Forest Warrior emerged during this period when the Norris brothers seemed to be desperately trying to reinvent Chuck’s career as anything other than a flagging action star. As mentioned above, the results were woeful. As a one-dimensional macho action star Chuck Norris has all the acting ability of a block of wood – he simply does not have the range to do anything else. Forest Warrior is an ungainly attempt to reinvent Chuck Norris the action star as a liberal eco-defender. [Steven Seagal was making similarly unconvincing efforts at becoming an environmentalist action hero around the same time in films like On Deadly Ground (1994) and The Patriot (1998)]. The results emerge as laughable.
Forest Warrior feels like a film that takes its whole Sierra Club, Green-conscious thing far too seriously. The reverence for the land solemnity gets vey silly – it is said of Chuck’s undead ghost warrior: “McKenna’s spirit embodies the balance of nature,” and the kids are joined by Chuck’s ghost as they stand around saying prayers to protect the land. In one scene where they are delivering an eco-vow, with absurd moment every character we have met in the film so far from miles around looks up in reverential silence.
Even then there is a certain degree of unintentional double standards – despite its pro-environmental, anti-logging theme, the film has a scene where Rosoe Lee Browne one moment lectures the kids on looking after the forest and in the next gives them a roll of bleached toilet paper to take with them. Things are extremely caricatured – the villains are associated with environmentally-unfriendly montages of smoke belching out of the stacks of trucks and trees being mulched.
Forest Warrior also has the downside of being marketed as a children’s film, which must have been a painful comedown for once popular action man Chuck Norris. He is excruciatingly miscast as the caring eco-spirit where he offers agonizingly sincere advice to the kids in between teaching them martial arts moves. There are also various cutsie animal scenes. I suppose you at least have to compliment Chuck Norris on acting so painedly sincere while playing second fiddle to children and cute animals.

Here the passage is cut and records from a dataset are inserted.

#![forbid(unsafe_code)]

use crate::datasets::Datasets;
use crate::error::Error;
use crate::scores::ScoreLoader;
use crate::selection::{Generation, Selector};
use crate::view::{View, build_view};
use config::{Config, Layers};
use kernel::ScoreMap;
use kernel::filter::YearRange;
use std::sync::Arc;
use tokio::sync::{mpsc, watch};
use tokio::task::{JoinError, JoinHandle};
use tokio_util::sync::CancellationToken;
use tracing::{debug, info, warn};

pub enum ControlEvent {
    /// Switch to another year. Out-of-range years are clamped.
    SelectYear(i32),
    /// Replace the static datasets and reload the current year.
    Reload(Datasets),
}

/// Snapshot published after every change.
#[derive(Debug, Clone)]
pub struct ViewState {
    /// Selected year.
    pub year: i32,
    pub generation: Generation,
    pub scores: Arc<ScoreMap>,
    /// Year `scores` belong to. `None` before the first successful load and
    /// after a failed one.
    pub scores_year: Option<i32>,
    /// A score load for `year` is in flight.
    pub loading: bool,
    pub datasets: Arc<Datasets>,
}

impl ViewState {
    pub fn view(&self, layers: &Layers) -> View<'_> {
        build_view(&self.datasets, self.year, &self.scores, layers)
    }

    /// The scores shown belong to the selected year and nothing is pending.
    pub fn is_settled(&self) -> bool {
        !self.loading && self.scores_year == Some(self.year)
    }
}

struct Loaded {
    generation: Generation,
    year: i32,
    result: Result<ScoreMap, Error>,
}

/// Owns the selected year and its scores.
///
/// Every selection takes a new [`Generation`]. Score loads run as spawned
/// tasks and report back with the generation they were started for; only a
/// report matching the latest generation is applied, so the last selection
/// wins whatever order the loads finish in.
pub struct Viewer {
    config: Config,
    datasets: Arc<Datasets>,
    loader: Arc<dyn ScoreLoader>,
    range: YearRange,
    selector: Selector,
    year: i32,
    scores: Arc<ScoreMap>,
    scores_year: Option<i32>,
    in_flight: Option<JoinHandle<()>>,
    loaded_tx: mpsc::UnboundedSender<Loaded>,
    loaded_rx: mpsc::UnboundedReceiver<Loaded>,
    state_tx: watch::Sender<ViewState>,
}

impl Viewer {
    /// Create a viewer on the default year. Nothing is loaded until the
    /// first [`select_year`](Self::select_year).
    pub fn new(config: Config, datasets: Datasets, loader: Arc<dyn ScoreLoader>) -> Self {
        let range = YearRange::from_features(&datasets.infrastructure, config.view.min_year);
        let year = config
            .view
            .default_year
            .map_or(range.max, |year| range.clamp(year));
        let datasets = Arc::new(datasets);
        let scores = Arc::new(ScoreMap::default());
        let (loaded_tx, loaded_rx) = mpsc::unbounded_channel();
        let (state_tx, _) = watch::channel(ViewState {
            year,
            generation: Generation::default(),
            scores: Arc::clone(&scores),
            scores_year: None,
            loading: false,
            datasets: Arc::clone(&datasets),
        });
        info!(min = range.min, max = range.max, year, "viewer ready");

        Self {
            config,
            datasets,
            loader,
            range,
            selector: Selector::default(),
            year,
            scores,
            scores_year: None,
            in_flight: None,
            loaded_tx,
            loaded_rx,
            state_tx,
        }
    }

    pub fn subscribe(&self) -> watch::Receiver<ViewState> {
        self.state_tx.subscribe()
    }

    pub fn state(&self) -> ViewState {
        self.state_tx.borrow().clone()
    }

    pub fn year(&self) -> i32 {
        self.year
    }

    pub fn range(&self) -> YearRange {
        self.range
    }

    pub fn config(&self) -> &Config {
        &self.config
    }

    pub fn is_loading(&self) -> bool {
        self.in_flight.is_some()
    }

    /// Select `year` (clamped into the slider range).
    ///
    /// Any load still running for an earlier selection is aborted. When the
    /// scores of `year` are already held they are shown again at once.
    /// Must be called within a tokio runtime.
    pub fn select_year(&mut self, year: i32) -> Generation {
        let year = self.range.clamp(year);
        let generation = self.selector.next();
        self.year = year;

        if let Some(task) = self.in_flight.take() {
            task.abort();
        }

        if self.scores_year == Some(year) {
            debug!(year, generation = generation.get(), "scores already loaded");
            self.publish();
            return generation;
        }

        let loader = Arc::clone(&self.loader);
        let datasets = Arc::clone(&self.datasets);
        let loaded_tx = self.loaded_tx.clone();
        self.in_flight = Some(tokio::spawn(async move {
            let result = loader.load(year, &datasets).await;
            // the receiver lives as long as the viewer
            let _ = loaded_tx.send(Loaded {
                generation,
                year,
                result,
            });
        }));
        debug!(year, generation = generation.get(), "score load started");
        self.publish();
        generation
    }

    /// Apply a finished load. Returns whether it was current.
    fn apply(&mut self, loaded: Loaded) -> bool {
        let Loaded {
            generation,
            year,
            result,
        } = loaded;
        if !self.selector.is_current(generation) {
            debug!(
                year,
                generation = generation.get(),
                latest = self.selector.current().get(),
                "discarding stale scores"
            );
            return false;
        }

        self.in_flight = None;
        match result {
            Ok(scores) => {
                info!(year, entries = scores.len(), "scores applied");
                self.scores = Arc::new(scores);
                self.scores_year = Some(year);
            }
            Err(err) => {
                warn!(year, %err, "failed to load scores, showing no data");
                self.scores = Arc::new(ScoreMap::default());
                self.scores_year = None;
            }
        }
        self.publish();
        true
    }

    /// Wait for the pending load, if any, and apply it.
    pub async fn settle(&mut self) {
        while let Some(task) = self.in_flight.take() {
            let joined = task.await;
            self.finish(joined);
        }
    }

    /// The current load task has ended: apply what it reported, or show no
    /// data when it died before reporting.
    fn finish(&mut self, joined: Result<(), JoinError>) {
        if let Err(err) = joined {
            warn!(year = self.year, %err, "score load task failed, showing no data");
            self.in_flight = None;
            self.scores = Arc::new(ScoreMap::default());
            self.scores_year = None;
            self.publish();
        }
        while let Ok(loaded) = self.loaded_rx.try_recv() {
            self.apply(loaded);
        }
    }

    /// Serve control events until `cancel` fires.
    pub async fn run_until(
        &mut self,
        cancel: CancellationToken,
        mut control_rx: mpsc::UnboundedReceiver<ControlEvent>,
    ) {
        loop {
            tokio::select! {
                _ = cancel.cancelled() => {
                    if let Some(task) = self.in_flight.take() {
                        task.abort();
                    }
                    info!("shutdown requested");
                    break;
                }
                Some(event) = control_rx.recv() => {
                    self.handle_control(event);
                }
                Some(loaded) = self.loaded_rx.recv() => {
                    self.apply(loaded);
                }
                joined = in_flight(&mut self.in_flight) => {
                    self.in_flight = None;
                    self.finish(joined);
                }
            }
        }
    }

    pub fn handle_control(&mut self, event: ControlEvent) {
        match event {
            ControlEvent::SelectYear(year) => {
                self.select_year(year);
            }
            ControlEvent::Reload(datasets) => {
                self.range =
                    YearRange::from_features(&datasets.infrastructure, self.config.view.min_year);
                self.datasets = Arc::new(datasets);
                self.scores_year = None;
                info!(min = self.range.min, max = self.range.max, "datasets reloaded");
                self.select_year(self.year);
            }
        }
    }

    fn publish(&self) {
        self.state_tx.send_replace(ViewState {
            year: self.year,
            generation: self.selector.current(),
            scores: Arc::clone(&self.scores),
            scores_year: self.scores_year,
            loading: self.in_flight.is_some(),
            datasets: Arc::clone(&self.datasets),
        });
    }
}

/// Completes with the load task, pending forever while nothing is in flight.
async fn in_flight(task: &mut Option<JoinHandle<()>>) -> Result<(), JoinError> {
    match task {
        Some(task) => task.await,
        None => std::future::pending().await,
    }
}
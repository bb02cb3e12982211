use super::{FeatureCollection, PointGeometry};
use crate::Error;
use crate::bounds::LatLng;
use serde::{Deserialize, Serialize};
use serde_json::Value;
use tracing::{debug, warn};

/// A zone with an estimated success probability for new infrastructure.
#[derive(Debug, Clone, PartialEq, Serialize, Deserialize)]
pub struct PredictionCell {
    #[serde(rename = "centroid_lat")]
    pub lat: f64,
    #[serde(rename = "centroid_lon")]
    pub lon: f64,
    #[serde(rename = "prob_success")]
    pub probability: f64,
    #[serde(default)]
    pub recommendation: Option<String>,
}

impl PredictionCell {
    pub fn center(&self) -> LatLng {
        LatLng::new(self.lat, self.lon)
    }
}

#[derive(Debug, Deserialize)]
#[serde(untagged)]
enum PredictionsFile {
    Rows(Vec<Value>),
    Collection(FeatureCollection<PredictionFeature>),
}

#[derive(Debug, Deserialize)]
struct PredictionFeature {
    #[serde(default)]
    geometry: Option<Value>,
    #[serde(default)]
    properties: Option<Value>,
}

impl PredictionFeature {
    fn resolve(self) -> Option<PredictionCell> {
        let position = serde_json::from_value::<PointGeometry>(self.geometry?)
            .ok()?
            .position();
        let properties = serde_json::from_value::<PredictionProperties>(self.properties?).ok()?;
        Some(PredictionCell {
            lat: position.lat,
            lon: position.lon,
            probability: properties.prob_success?,
            recommendation: properties.recommendation,
        })
    }
}

#[derive(Debug, Default, Deserialize)]
#[serde(default)]
struct PredictionProperties {
    prob_success: Option<f64>,
    recommendation: Option<String>,
}

/// Parse prediction cells from either a plain array of rows or a GeoJSON
/// point collection. Rows and points without a usable position or
/// probability are dropped.
pub fn parse_predictions(bytes: &[u8]) -> Result<Vec<PredictionCell>, Error> {
    let (total, cells): (usize, Vec<_>) = match serde_json::from_slice(bytes)? {
        PredictionsFile::Rows(rows) => (
            rows.len(),
            rows.into_iter()
                .filter_map(|row| serde_json::from_value::<PredictionCell>(row).ok())
                .collect(),
        ),
        PredictionsFile::Collection(collection) => (
            collection.features.len(),
            collection
                .features
                .into_iter()
                .filter_map(PredictionFeature::resolve)
                .collect(),
        ),
    };

    if cells.len() < total {
        warn!(
            skipped = total - cells.len(),
            "skipped prediction cells without position or probability"
        );
    }
    debug!(count = cells.len(), "prediction cells parsed");
    Ok(cells)
}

The latter half of Forest Warrior descends into something akin to an eco-Home Alone (1990) with lots of children’s movie-sanctioned sadism against the one-dimensional buffoon villains. In one scene Terry Kiser is hog-tied and dragged through the forest while attached to a rolling log, before being sent over at least a hundred foot drop into a river, something that would almost certainly guarantee broken bones if not actually killing him in reality. On the other hand, all of Chuck Norris’s martial arts moves come with a G-rated banality where, after being kicked in the head or thrown, everyone always manages to land safely.
On the plus side, Chuck does not appear much throughout – mostly the film is concerned with juvenile kid’s antics running around the treehouse and foiling the slapstick villains. Young Megan Paul who plays the oldest of the kids is not bad. And Forest Warrior is at least better directed than Aaron Norris’s’s abysmal HellBound.
(Winner in this site’s Worst Films of 1996 list).